Upadek przy cmentarzu bródnowskim. Strażnicy zabezpieczyli rower i wezwali pomoc

Strażnicy miejscy z Pragi-Północ w nocy natrafili przy cmentarzu bródnowskim na leżącą kobietę. Funkcjonariusze wezwali pogotowie, udzielili pierwszej pomocy, a pozostawiony rower przekazali znajomemu poszkodowanej.
Była późna noc z 2 na 3 listopada, gdy strażnicy miejscy z Pragi-Północ, jadąc ulicą Odrowąża, zauważyli niedaleko cmentarza bródnowskiego grupę osób zebranych wokół leżącej kobiety. Pierwsze słowa zgromadzonych brzmiały: “Panowie, pomóżcie!”.
Poszkodowaną była 46-letnia kobieta. Jak relacjonowano, prowadząc dość duży rower potknęła się i doznała licznych stłuczeń. Skarżyła się na silny ból lewej ręki i barku.
Strażnicy natychmiast wezwali pogotowie i udzielili pomocy. Ułożyli kobietę w bezpiecznej pozycji, ustabilizowali ramię i okryli ją kocem termicznym. Funkcjonariusze monitorowali stan poszkodowanej do przyjazdu ratowników.

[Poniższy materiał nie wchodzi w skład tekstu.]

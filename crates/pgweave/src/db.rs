//! The database handle.
//!
//! A [`Database`] bundles the immutable schema, the driver, and the
//! optional overlays (logger, soft-delete). It is cheap to clone and may be
//! shared read-only across tasks; the builders it hands out are
//! single-caller values.

use std::future::Future;
use std::sync::Arc;

use crate::driver::{Driver, ExecResult, LoggingDriver};
use crate::error::{WeaveError, WeaveResult};
use crate::logger::QueryLogger;
use crate::qb::QueryBuilder;
use crate::schema::{DatabaseSchema, ddl};
use crate::soft_delete::SoftDeleteConfig;
use crate::value::Value;

/// Handle to a configured database: schema + driver + overlays.
#[derive(Clone)]
pub struct Database {
    schema: Arc<DatabaseSchema>,
    driver: Arc<dyn Driver>,
    soft_delete: Option<Arc<SoftDeleteConfig>>,
}

impl Database {
    /// Create a handle. The schema is validated here, once, and stays
    /// immutable for the life of the handle.
    pub fn new(schema: DatabaseSchema, driver: Arc<dyn Driver>) -> WeaveResult<Self> {
        schema.validate()?;
        Ok(Self {
            schema: Arc::new(schema),
            driver,
            soft_delete: None,
        })
    }

    /// Wrap the driver so every statement is reported to `logger`.
    pub fn with_logger(mut self, logger: Arc<dyn QueryLogger>) -> Self {
        self.driver = Arc::new(LoggingDriver::new(self.driver, logger));
        self
    }

    /// Enable the soft-delete overlay for the configured tables.
    pub fn with_soft_delete(mut self, config: SoftDeleteConfig) -> Self {
        self.soft_delete = Some(Arc::new(config));
        self
    }

    pub fn schema(&self) -> &DatabaseSchema {
        &self.schema
    }

    pub fn driver(&self) -> Arc<dyn Driver> {
        self.driver.clone()
    }

    /// Start a query against a table.
    pub fn query(&self, table: impl Into<String>) -> QueryBuilder {
        QueryBuilder::new(table, self.driver.clone(), self.soft_delete.clone())
    }

    /// Start a query whose FROM source is a rendered subquery.
    pub fn query_from(&self, inner: QueryBuilder, alias: impl Into<String>) -> QueryBuilder {
        QueryBuilder::from_subquery(inner, alias, self.driver.clone(), self.soft_delete.clone())
    }

    /// Execute raw SQL with positional `$N` parameters.
    pub async fn raw(&self, sql: &str, params: &[Value]) -> WeaveResult<ExecResult> {
        self.driver.exec(sql, params).await
    }

    /// Emit `CREATE TABLE IF NOT EXISTS` for every table in the schema, in
    /// declaration order.
    pub async fn create_tables(&self) -> WeaveResult<()> {
        for (name, table) in self.schema.iter() {
            let sql = ddl::create_table(name, table)?;
            self.driver.exec(&sql, &[]).await?;
        }
        Ok(())
    }

    /// Run `f` inside a transaction.
    ///
    /// The callback receives a handle sharing this one's schema and
    /// overlays but bound to the transaction driver. Commits when the
    /// callback returns `Ok`, rolls back and propagates on `Err`;
    /// cancellation before the commit leaves the rollback to the driver's
    /// connection teardown. Nested calls reuse the already-open
    /// transaction.
    pub async fn transaction<T, F, Fut>(&self, f: F) -> WeaveResult<T>
    where
        F: FnOnce(Database) -> Fut,
        Fut: Future<Output = WeaveResult<T>>,
    {
        if self.driver.in_transaction() {
            return f(self.clone()).await;
        }

        let tx = self.driver.begin().await?;
        let bound = Database {
            schema: self.schema.clone(),
            driver: tx.clone(),
            soft_delete: self.soft_delete.clone(),
        };

        match f(bound).await {
            Ok(value) => {
                tx.commit().await?;
                Ok(value)
            }
            Err(error) => match tx.rollback().await {
                Ok(()) => Err(error),
                Err(rollback_err) => Err(WeaveError::driver(format!(
                    "{error} (rollback failed: {rollback_err})"
                ))),
            },
        }
    }

    /// Close the underlying driver.
    pub async fn close(&self) -> WeaveResult<()> {
        self.driver.close().await
    }
}

#[cfg(test)]
mod tests {
    use super::*;
    use crate::driver::RecordingDriver;
    use crate::record;
    use crate::schema::{ColumnDef, ColumnType, TableSchema};

    fn schema() -> DatabaseSchema {
        DatabaseSchema::new().table(
            "users",
            TableSchema::new()
                .column("id", ColumnDef::new(ColumnType::Int).primary_key())
                .column("name", ColumnDef::new(ColumnType::Text)),
        )
    }

    fn handle() -> (Database, RecordingDriver) {
        let driver = RecordingDriver::new();
        let db = Database::new(schema(), Arc::new(driver.clone())).unwrap();
        (db, driver)
    }

    #[tokio::test]
    async fn create_tables_renders_the_whole_schema() {
        let (db, driver) = handle();
        db.create_tables().await.unwrap();
        let log = driver.sql_log();
        assert_eq!(log.len(), 1);
        assert!(log[0].starts_with("CREATE TABLE IF NOT EXISTS \"users\""));
    }

    #[tokio::test]
    async fn transaction_commits_on_success() {
        let (db, driver) = handle();
        db.transaction(|tx| async move {
            tx.query("users")
                .insert(record! { "id" => 1, "name" => "A" })
                .execute()
                .await?;
            Ok(())
        })
        .await
        .unwrap();

        let log = driver.sql_log();
        assert_eq!(log[0], "BEGIN");
        assert!(log[1].starts_with("INSERT INTO \"users\""));
        assert_eq!(log[2], "COMMIT");
    }

    #[tokio::test]
    async fn transaction_rolls_back_on_failure() {
        let (db, driver) = handle();
        driver.push_error("boom");

        let err = db
            .transaction(|tx| async move {
                tx.query("users")
                    .insert(record! { "id" => 1, "name" => "A" })
                    .execute()
                    .await?;
                Ok(())
            })
            .await
            .unwrap_err();

        assert!(err.to_string().contains("boom"));
        let log = driver.sql_log();
        assert_eq!(log[0], "BEGIN");
        assert_eq!(log[2], "ROLLBACK");
    }

    #[tokio::test]
    async fn nested_transactions_are_flattened() {
        let (db, driver) = handle();
        db.transaction(|tx| async move {
            tx.transaction(|inner| async move {
                inner.raw("SELECT 1", &[]).await?;
                Ok(())
            })
            .await
        })
        .await
        .unwrap();

        // One BEGIN/COMMIT pair only.
        assert_eq!(driver.sql_log(), vec!["BEGIN", "SELECT 1", "COMMIT"]);
    }

    #[tokio::test]
    async fn invalid_schema_is_rejected_at_construction() {
        let bad = DatabaseSchema::new().table(
            "t",
            TableSchema::new().column("status", ColumnDef::new(ColumnType::Enum(vec![]))),
        );
        let driver: Arc<dyn crate::driver::Driver> = Arc::new(RecordingDriver::new());
        assert!(Database::new(bad, driver).is_err());
    }
}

Ratownicy ocenili uraz jako poważny i zdecydowali o transporcie kobiety do szpitala. W trakcie przygotowań do wyjazdu poszkodowana zapytała: “Ojej, a co z rowerem?” - relacjonowano.
Straż Miejska z Pragi-Północ zabezpieczyła rower. Funkcjonariusze skontaktowali się telefonicznie ze znajomym wskazanym przez kobietę i przewieźli jednoślad pod wskazany adres, gdzie odebrał go powiadomiony przyjaciel poszkodowanej.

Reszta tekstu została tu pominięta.